Robot Perception: Did we get it all wrong?
Abstract: Small birds and insects navigate complex environments using milliwatts of power. Why, then, do robots require dense 3D maps and GPUs to navigate and still fall short? Autonomous robot navigation remains dominated by compute-heavy perception pipelines that scale poorly to small, agile platforms. Biological systems take a fundamentally different approach: they leverage physics and structure in the sensing process itself to extract only task-relevant information for action. In this talk, I present a fundamentally novel view of robot perception, which I call passive computation. By leveraging optical, physical, and structural cues already present in sensory data, navigation-relevant information can be extracted before any algorithmic processing. I show for the first time that such passive perceptual cues are sufficient for reliable navigation, even in visually degraded and completely dark environments. This work argues for a shift from compute-centric perception toward sensing-driven intelligence, where physics performs the first and most efficient stage of computation.

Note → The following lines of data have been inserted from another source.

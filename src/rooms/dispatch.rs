//! Turns live-channel events into persisted messages and fan-out.
//!
//! Every send into a room runs under that room's lock: the insert, the
//! last-message update and the broadcast to joined connections happen as one
//! step, so all members observe a room's messages in insertion order. Rooms
//! never wait on each other.

use std::sync::Arc;

use dashmap::DashMap;
use sqlx::SqlitePool;
use tokio::sync::Mutex;
use tracing::{debug, error, warn};

use crate::{
    appresult::ChatError,
    auth::{Identity, Role},
    config::ChatConfig,
    db::{truncate, Message, Room},
    people::Directory,
};

use super::{
    events::{ClientEvent, ServerEvent},
    msg, room,
    registry::{Connection, Registry},
};

pub struct Dispatcher {
    db_pool: SqlitePool,
    directory: Directory,
    registry: Registry,
    room_locks: DashMap<i64, Arc<Mutex<()>>>,
    config: ChatConfig,
}

impl Dispatcher {
    pub fn new(db_pool: SqlitePool, directory: Directory, config: ChatConfig) -> Self {
        Self {
            db_pool,
            directory,
            registry: Registry::new(),
            room_locks: DashMap::new(),
            config,
        }
    }

    pub fn registry(&self) -> &Registry {
        &self.registry
    }

    /// Runs one client event. A failure is reported to `conn` alone as an
    /// `error` event; the connection stays usable.
    pub async fn handle(self: &Arc<Self>, conn: Connection, event: ClientEvent) {
        let result = match event {
            ClientEvent::Join { room_id } => {
                self.join(conn, room_id).await.map_err(|err| (room_id, err))
            }
            ClientEvent::Leave { room_id } => {
                self.leave(conn, room_id);
                Ok(())
            }
            ClientEvent::Send { room_id, body } => self
                .send(conn.identity, room_id, body)
                .await
                .map(drop)
                .map_err(|err| (room_id, err)),
            ClientEvent::Typing { room_id, is_typing } => {
                self.typing(conn, room_id, is_typing);
                Ok(())
            }
        };

        if let Err((room_id, err)) = result {
            if err.status().is_server_error() {
                error!(conn = %conn.id, identity = %conn.identity, room_id, "{err:?}");
            } else {
                debug!(conn = %conn.id, identity = %conn.identity, room_id, "rejected: {err}");
            }
            self.registry.send_to(conn.id, ServerEvent::error(Some(room_id), err));
        }
    }

    pub async fn join(&self, conn: Connection, room_id: i64) -> Result<(), ChatError> {
        room::authorize(&self.db_pool, &self.directory, room_id, conn.identity).await?;

        if self.registry.join(conn.id, room_id) {
            debug!(conn = %conn.id, room_id, "joined");
        }
        self.registry.send_to(conn.id, ServerEvent::Joined { room_id });
        Ok(())
    }

    pub fn leave(&self, conn: Connection, room_id: i64) {
        if self.registry.leave(conn.id, room_id) {
            debug!(conn = %conn.id, room_id, "left");
        }
        self.registry.send_to(conn.id, ServerEvent::Left { room_id });
    }

    /// Relays to the other connections in the room. Nothing is stored.
    pub fn typing(&self, conn: Connection, room_id: i64, is_typing: bool) {
        if !self.registry.is_joined(conn.id, room_id) {
            debug!(conn = %conn.id, room_id, "typing outside a joined room dropped");
            return;
        }

        let event = ServerEvent::UserTyping {
            room_id,
            user_id: conn.identity.id,
            role: conn.identity.role,
            is_typing,
        };
        self.registry.broadcast(room_id, &event, Some(conn.id));
    }

    /// Persists a message from `sender`, broadcasts it to the room and
    /// notifies the counterpart.
    ///
    /// The sender is never taken from the client payload. Once persistence
    /// has started it runs to completion on its own task, even if the caller
    /// goes away.
    pub async fn send(
        self: &Arc<Self>,
        sender: Identity,
        room_id: i64,
        body: String,
    ) -> Result<Message, ChatError> {
        if body.trim().is_empty() {
            return Err(ChatError::EmptyMessage);
        }
        let room = room::authorize(&self.db_pool, &self.directory, room_id, sender).await?;

        let this = Arc::clone(self);
        tokio::spawn(async move {
            let message = this.persist_and_broadcast(&room, sender, &body).await?;
            this.notify_counterpart(&room, &message).await;
            Ok::<_, ChatError>(message)
        })
        .await?
    }

    async fn persist_and_broadcast(
        &self,
        room: &Room,
        sender: Identity,
        body: &str,
    ) -> Result<Message, ChatError> {
        let lock = self.room_locks.entry(room.id).or_default().clone();
        let result = {
            let _guard = lock.lock().await;
            self.insert_and_broadcast(room, sender, body).await
        };

        // pruned whether or not the insert went through
        drop(lock);
        self.room_locks.remove_if(&room.id, |_, lock| Arc::strong_count(lock) == 1);
        result
    }

    /// Caller holds the room lock.
    async fn insert_and_broadcast(
        &self,
        room: &Room,
        sender: Identity,
        body: &str,
    ) -> Result<Message, ChatError> {
        let message = msg::insert(&self.db_pool, room, sender, body, self.config.preview_len)
            .await
            .inspect_err(|err| {
                error!(room_id = room.id, identity = %sender, "persisting message: {err}")
            })?;

        let event = ServerEvent::NewMessage { message: message.clone() };
        let delivered = self.registry.broadcast(room.id, &event, None);
        debug!(room_id = room.id, message_id = message.id, delivered, "broadcast");
        Ok(message)
    }

    /// Best effort: a counterpart that can't be resolved is logged and skipped.
    async fn notify_counterpart(&self, room: &Room, message: &Message) {
        let counterpart = match message.sender_role {
            Role::Practitioner => Identity { id: room.patient_id, role: Role::Patient },
            Role::Patient => {
                let practitioner_id = room.practitioner_id;
                match self.directory.practitioner_identity(practitioner_id).await {
                    Ok(Some(id)) => Identity { id, role: Role::Practitioner },
                    Ok(None) => {
                        warn!(room_id = room.id, practitioner_id, "no practitioner login, skipped");
                        return;
                    }
                    Err(err) => {
                        warn!(room_id = room.id, practitioner_id, "resolving practitioner: {err}");
                        return;
                    }
                }
            }
        };

        let event = ServerEvent::NewMessageNotification {
            room_id: room.id,
            sender_id: message.sender_id,
            sender_role: message.sender_role,
            preview: truncate(&message.body, self.config.notify_preview_len),
            created_at: message.created_at,
        };
        let delivered = self.registry.notify(counterpart, &event);
        debug!(room_id = room.id, %counterpart, delivered, "notified");
    }
}

#[cfg(test)]
mod tests {
    use sqlx::sqlite::SqlitePoolOptions;
    use tokio::sync::mpsc;

    use super::*;
    use crate::db;

    async fn dispatcher() -> Arc<Dispatcher> {
        let db_pool = SqlitePoolOptions::new()
            .max_connections(1)
            .idle_timeout(None)
            .max_lifetime(None)
            .connect("sqlite::memory:")
            .await
            .unwrap();
        db::migrate(&db_pool).await.unwrap();
        let directory = Directory::new(db_pool.clone());
        Arc::new(Dispatcher::new(db_pool, directory, ChatConfig::default()))
    }

    #[tokio::test]
    async fn room_lock_is_released_when_insert_fails() {
        let dispatcher = dispatcher().await;
        let room_id = room::create_or_get(&dispatcher.db_pool, 1, 100).await.unwrap();
        sqlx::query("DROP TABLE messages").execute(&dispatcher.db_pool).await.unwrap();

        let patient = Identity { id: 1, role: Role::Patient };
        let err = dispatcher.send(patient, room_id, "hello".into()).await.unwrap_err();

        assert!(matches!(err, ChatError::Storage(_)));
        assert!(dispatcher.room_locks.is_empty());
    }

    #[tokio::test]
    async fn room_lock_is_released_after_send() {
        let dispatcher = dispatcher().await;
        let room_id = room::create_or_get(&dispatcher.db_pool, 1, 100).await.unwrap();
        let (tx, _rx) = mpsc::unbounded_channel();
        let patient = Identity { id: 1, role: Role::Patient };
        dispatcher.registry().connect(patient, tx);

        dispatcher.send(patient, room_id, "hello".into()).await.unwrap();

        assert!(dispatcher.room_locks.is_empty());
    }
}
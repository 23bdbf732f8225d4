//! CLI commands.

mod areas;
mod assign;
mod members;
mod rounds;

use std::path::PathBuf;

use anyhow::Result;
use clap::{Parser, Subcommand};

use rota_store::{AreaStore, DataDir, HistoryStore, RosterStore};

use crate::output::OutputFormat;

/// dutyrota CLI - Assign members to recurring cleaning duties.
#[derive(Debug, Parser)]
#[command(name = "rota")]
#[command(author, version, about, long_about = None)]
pub struct Cli {
    /// Output format (table or json).
    #[arg(long, global = true, default_value = "table")]
    format: String,

    /// Directory holding the state files.
    #[arg(long, global = true, env = "ROTA_DATA_DIR")]
    data_dir: Option<PathBuf>,

    #[command(subcommand)]
    command: Commands,
}

#[derive(Debug, Subcommand)]
enum Commands {
    /// Manage roster members.
    Members(members::MembersCommand),

    /// Manage cleaning areas.
    Areas(areas::AreasCommand),

    /// Generate a new assignment round.
    Assign(assign::AssignCommand),

    /// Browse assignment history.
    Rounds(rounds::RoundsCommand),

    /// Show CLI version.
    Version,
}

impl Cli {
    /// Run the CLI command.
    pub fn run(self) -> Result<()> {
        let format = match self.format.as_str() {
            "json" => OutputFormat::Json,
            _ => OutputFormat::Table,
        };

        let ctx = CommandContext {
            data_dir: DataDir::resolve(self.data_dir)?,
            format,
        };

        match self.command {
            Commands::Members(cmd) => cmd.run(ctx),
            Commands::Areas(cmd) => cmd.run(ctx),
            Commands::Assign(cmd) => cmd.run(ctx),
            Commands::Rounds(cmd) => cmd.run(ctx),
            Commands::Version => {
                println!("rota {}", env!("CARGO_PKG_VERSION"));
                Ok(())
            }
        }
    }
}

/// Shared command context.
pub struct CommandContext {
    pub data_dir: DataDir,
    pub format: OutputFormat,
}

impl CommandContext {
    /// The roster store under the data directory.
    pub fn roster_store(&self) -> RosterStore {
        RosterStore::new(self.data_dir.members_file())
    }

    /// The area store under the data directory.
    pub fn area_store(&self) -> AreaStore {
        AreaStore::new(self.data_dir.areas_file())
    }

    /// The history store under the data directory.
    pub fn history_store(&self) -> HistoryStore {
        HistoryStore::new(self.data_dir.history_file())
    }
}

Bio: Deepak Singh is a Ph.D. student at Worcester Polytechnic Institute, working with Prof. Nitin J. Sanket in the Perception and Autonomous Robotics (PeAR) Group. Deepak’s research focuses on low-power perception and navigation for aerial robots, with an emphasis on neuromorphic sensing, embodied AI, and the intersection of optical physics with robot perception. He holds a Bachelor’s degree in Electronics and Communication Engineering from NSIT, Delhi, India. Before beginning his Ph.D., Deepak worked across academia and industry on a broad range of topics, including autonomous robots, computer vision, large language and speech models, and 3D graphics.